▶ [What to produce] Retype each entry below exactly as it stands.

▶ [Data extracts]
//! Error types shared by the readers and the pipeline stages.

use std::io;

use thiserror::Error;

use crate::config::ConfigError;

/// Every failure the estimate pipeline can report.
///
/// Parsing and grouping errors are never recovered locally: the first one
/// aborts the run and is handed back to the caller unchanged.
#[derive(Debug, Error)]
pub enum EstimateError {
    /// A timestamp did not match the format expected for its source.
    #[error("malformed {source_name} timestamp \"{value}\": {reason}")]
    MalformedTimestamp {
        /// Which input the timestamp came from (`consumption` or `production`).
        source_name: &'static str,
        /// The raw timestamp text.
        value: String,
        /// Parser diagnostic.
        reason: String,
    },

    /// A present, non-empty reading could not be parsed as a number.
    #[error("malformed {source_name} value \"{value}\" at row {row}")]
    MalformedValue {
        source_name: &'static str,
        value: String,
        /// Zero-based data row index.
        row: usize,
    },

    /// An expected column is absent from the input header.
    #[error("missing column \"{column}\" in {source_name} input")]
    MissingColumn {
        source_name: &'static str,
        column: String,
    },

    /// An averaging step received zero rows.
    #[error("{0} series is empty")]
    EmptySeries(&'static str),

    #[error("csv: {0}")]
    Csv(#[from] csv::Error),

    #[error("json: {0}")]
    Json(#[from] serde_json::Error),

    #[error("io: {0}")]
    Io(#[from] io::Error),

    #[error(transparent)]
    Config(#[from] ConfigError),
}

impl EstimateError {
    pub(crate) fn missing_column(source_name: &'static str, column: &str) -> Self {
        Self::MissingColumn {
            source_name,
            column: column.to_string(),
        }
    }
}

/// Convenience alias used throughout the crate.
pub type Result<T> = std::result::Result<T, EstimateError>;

▶ [Solution to this task]
//! Error types shared by the readers and the pipeline stages.

use std::io;

use thiserror::Error;

use crate::config::ConfigError;

/// Every failure the estimate pipeline can report.
///
/// Parsing and grouping errors are never recovered locally: the first one
/// aborts the run and is handed back to the caller unchanged.
#[derive(Debug, Error)]
pub enum EstimateError {
    /// A timestamp did not match the format expected for its source.
    #[error("malformed {source_name} timestamp \"{value}\": {reason}")]
    MalformedTimestamp {
        /// Which input the timestamp came from (`consumption` or `production`).
        source_name: &'static str,
        /// The raw timestamp text.
        value: String,
        /// Parser diagnostic.
        reason: String,
    },

    /// A present, non-empty reading could not be parsed as a number.
    #[error("malformed {source_name} value \"{value}\" at row {row}")]
    MalformedValue {
        source_name: &'static str,
        value: String,
        /// Zero-based data row index.
        row: usize,
    },

    /// An expected column is absent from the input header.
    #[error("missing column \"{column}\" in {source_name} input")]
    MissingColumn {
        source_name: &'static str,
        column: String,
    },

    /// An averaging step received zero rows.
    #[error("{0} series is empty")]
    EmptySeries(&'static str),

    #[error("csv: {0}")]
    Csv(#[from] csv::Error),

    #[error("json: {0}")]
    Json(#[from] serde_json::Error),

    #[error("io: {0}")]
    Io(#[from] io::Error),

    #[error(transparent)]
    Config(#[from] ConfigError),
}

impl EstimateError {
    pub(crate) fn missing_column(source_name: &'static str, column: &str) -> Self {
        Self::MissingColumn {
            source_name,
            column: column.to_string(),
        }
    }
}

/// Convenience alias used throughout the crate.
pub type Result<T> = std::result::Result<T, EstimateError>;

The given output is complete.